- _PROBLEM REQUIREMENTS_
Copy out exactly every line from the line containing "Ok(self.sessions().entry(account_id).or_insert(created).clone())" until the records below end, inclusive of both boundary lines.

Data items
++++

/// Coordinates accounts, sessions, cache, and the mailbox view.
pub struct MailService<F: SessionFactory = ImapSessionFactory> {
    factory: F,
    accounts: AccountRepository,
    cache: CacheRepository,
    sessions: StdMutex<HashMap<AccountId, Arc<AsyncMutex<F::Session>>>>,
    state: StdMutex<ViewState>,
    generation: AtomicU64,
    observer: Box<dyn SyncObserver>,
    summary_limit: usize,
}

impl MailService {
    /// Creates a service backed by real IMAP sessions.
    #[must_use]
    pub fn new(accounts: AccountRepository, cache: CacheRepository) -> Self {
        Self::with_factory(ImapSessionFactory, accounts, cache)
    }
}

impl<F: SessionFactory> MailService<F> {
    /// Creates a service with a custom session factory.
    pub fn with_factory(factory: F, accounts: AccountRepository, cache: CacheRepository) -> Self {
        Self {
            factory,
            accounts,
            cache,
            sessions: StdMutex::new(HashMap::new()),
            state: StdMutex::new(ViewState::default()),
            generation: AtomicU64::new(0),
            observer: Box::new(NoopObserver),
            summary_limit: DEFAULT_SUMMARY_LIMIT,
        }
    }

    /// Replaces the no-op observer.
    #[must_use]
    pub fn with_observer(mut self, observer: impl SyncObserver + 'static) -> Self {
        self.observer = Box::new(observer);
        self
    }

    /// Overrides how many summaries a full fetch keeps.
    #[must_use]
    pub fn with_summary_limit(mut self, limit: usize) -> Self {
        self.summary_limit = limit;
        self
    }

    /// The account registry.
    #[must_use]
    pub const fn accounts(&self) -> &AccountRepository {
        &self.accounts
    }

    /// The mailbox cache store.
    #[must_use]
    pub const fn cache(&self) -> &CacheRepository {
        &self.cache
    }

    fn state(&self) -> MutexGuard<'_, ViewState> {
        self.state.lock().unwrap_or_else(PoisonError::into_inner)
    }

    fn sessions(&self) -> MutexGuard<'_, HashMap<AccountId, Arc<AsyncMutex<F::Session>>>> {
        self.sessions.lock().unwrap_or_else(PoisonError::into_inner)
    }

    /// Registers an account and stores its password in the keyring.
    ///
    /// # Errors
    ///
    /// Returns an error if persisting the account or the password fails.
    pub async fn add_account(&self, account: &Account, password: &str) -> Result<()> {
        self.accounts.save(account).await?;
        credentials::store_password(account.id, password)?;
        info!(account = %account.id, email = %account.email, "account added");
        Ok(())
    }

    /// All registered accounts.
    ///
    /// # Errors
    ///
    /// Returns an error if the query fails.
    pub async fn list_accounts(&self) -> Result<Vec<Account>> {
        self.accounts.list().await
    }

    /// Removes an account together with its cached mail, stored password,
    /// and live session.
    ///
    /// # Errors
    ///
    /// Returns an error if deleting the account or its cache fails.
    pub async fn delete_account(&self, account_id: AccountId) -> Result<()> {
        self.accounts.delete(account_id).await?;
        self.cache.delete_account(account_id).await?;

        if let Some(session) = self.sessions().remove(&account_id) {
            disconnect_in_background(session);
        }

        let mut state = self.state();
        if state.active == Some(account_id) {
            state.active = None;
            state.view.clear();
            drop(state);
            self.generation.fetch_add(1, Ordering::SeqCst);
        }
        info!(account = %account_id, "account deleted");
        Ok(())
    }

    /// Makes an account the active one, clearing the view.
    ///
    /// The previous account's session is disconnected in the background;
    /// any refresh still running against it will be discarded as stale.
    /// Selecting the already-active account is a no-op.
    ///
    /// # Errors
    ///
    /// Returns [`Error::AccountNotFound`] for an unregistered account id.
    pub async fn select_account(&self, account_id: AccountId) -> Result<()> {
        let account = self
            .accounts
            .get(account_id)
            .await?
            .ok_or(Error::AccountNotFound(account_id))?;

        let previous = {
            let mut state = self.state();
            if state.active == Some(account_id) {
                return Ok(());
            }
            let previous = state.active.take();
            state.active = Some(account_id);
            state.view.clear();
            previous
        };
        self.generation.fetch_add(1, Ordering::SeqCst);

        if let Some(previous) = previous
            && let Some(session) = self.sessions().remove(&previous)
        {
            disconnect_in_background(session);
        }

        self.sessions()
            .entry(account_id)
            .or_insert_with(|| Arc::new(AsyncMutex::new(self.factory.create(&account))));
        debug!(account = %account_id, "account selected");
        Ok(())
    }

    /// The active account, if any.
    #[must_use]
    pub fn active_account(&self) -> Option<AccountId> {
        self.state().active
    }

    /// Refreshes the active account's inbox.
    ///
    /// # Errors
    ///
    /// Returns [`Error::NoActiveAccount`] without an active account, or
    /// any session or cache error from the refresh.
    pub async fn refresh_inbox(&self) -> Result<()> {
        self.refresh_mailbox(INBOX).await
    }

    /// Refreshes a mailbox of the active account and applies the result
    /// to the view.
    ///
    /// If the active account changed while the refresh was in flight, the
    /// result is discarded and the observer is told; the refreshed data
    /// is still cached for the account it belongs to.
    ///
    /// # Errors
    ///
    /// Returns [`Error::NoActiveAccount`] without an active account, or
    /// any session or cache error from the refresh.
    pub async fn refresh_mailbox(&self, mailbox: &str) -> Result<()> {
        let account_id = self.active_account().ok_or(Error::NoActiveAccount)?;
        let session = self.session_for(account_id).await?;
        let generation = self.generation.load(Ordering::SeqCst);
        let view_is_empty = self.state().view.is_empty();

        let bridge = ViewBridge {
            state: &self.state,
            generation: &self.generation,
            expected: generation,
            inner: self.observer.as_ref(),
        };

        let summaries = {
            let mut ops = session.lock().await;
            engine::refresh_mailbox(
                &mut *ops,
                &self.cache,
                &bridge,
                account_id,
                mailbox,
                view_is_empty,
                self.summary_limit,
            )
            .await?
        };

        let applied = {
            let mut state = self.state();
            let fresh = self.generation.load(Ordering::SeqCst) == generation
                && state.active == Some(account_id);
            if fresh {
                state.view.set_summaries(summaries.clone());
                state.view.select_newest_if_none();
            }
            fresh
        };

        if applied {
            self.observer
                .refresh_completed(account_id, mailbox, &summaries);
        } else {
            debug!(account = %account_id, mailbox, "discarding stale refresh result");
            self.observer.stale_discarded(account_id, mailbox);
        }
        Ok(())
    }

    /// Summaries currently in the view, newest first.
    #[must_use]
    pub fn summaries(&self) -> Vec<MessageSummary> {
        self.state().view.summaries().to_vec()
    }

    /// UID of the selected message, if any.
    #[must_use]
    pub fn selected_uid(&self) -> Option<u32> {
        self.state().view.selected_uid()
    }

    /// Selects a message by UID; UIDs not in the view are ignored.
    pub fn select_message(&self, uid: u32) {
        self.state().view.select(uid);
    }

    /// Fetches the body text of the selected message.
    ///
    /// Returns `Ok(None)` when nothing is selected.
    ///
    /// # Errors
    ///
    /// Returns [`Error::NoActiveAccount`] without an active account, or
    /// any session error from the fetch.
    pub async fn selected_body(&self, mailbox: &str) -> Result<Option<String>> {
        let account_id = self.active_account().ok_or(Error::NoActiveAccount)?;
        let Some(selected) = self.state().view.selected_uid().and_then(Uid::new) else {
            return Ok(None);
        };

        let session = self.session_for(account_id).await?;
        let mut ops = session.lock().await;
        let body = ops.fetch_body_text(mailbox, selected).await?;
        Ok(Some(body))
    }

    /// Lists the active account's mailboxes.
    ///
    /// # Errors
    ///
    /// Returns [`Error::NoActiveAccount`] without an active account, or
    /// any session error from the listing.
    pub async fn list_mailboxes(&self) -> Result<Vec<String>> {
        let account_id = self.active_account().ok_or(Error::NoActiveAccount)?;
        let session = self.session_for(account_id).await?;
        let mut ops = session.lock().await;
        ops.list_mailboxes().await
    }

    async fn session_for(&self, account_id: AccountId) -> Result<Arc<AsyncMutex<F::Session>>> {
        if let Some(existing) = self.sessions().get(&account_id) {
            return Ok(existing.clone());
        }

        let account = self
            .accounts
            .get(account_id)
            .await?
            .ok_or(Error::AccountNotFound(account_id))?;
        let created = Arc::new(AsyncMutex::new(self.factory.create(&account)));
        Ok(self.sessions().entry(account_id).or_insert(created).clone())
    }
}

++++

- _EXPECTED OUTPUT_
        Ok(self.sessions().entry(account_id).or_insert(created).clone())
    }
}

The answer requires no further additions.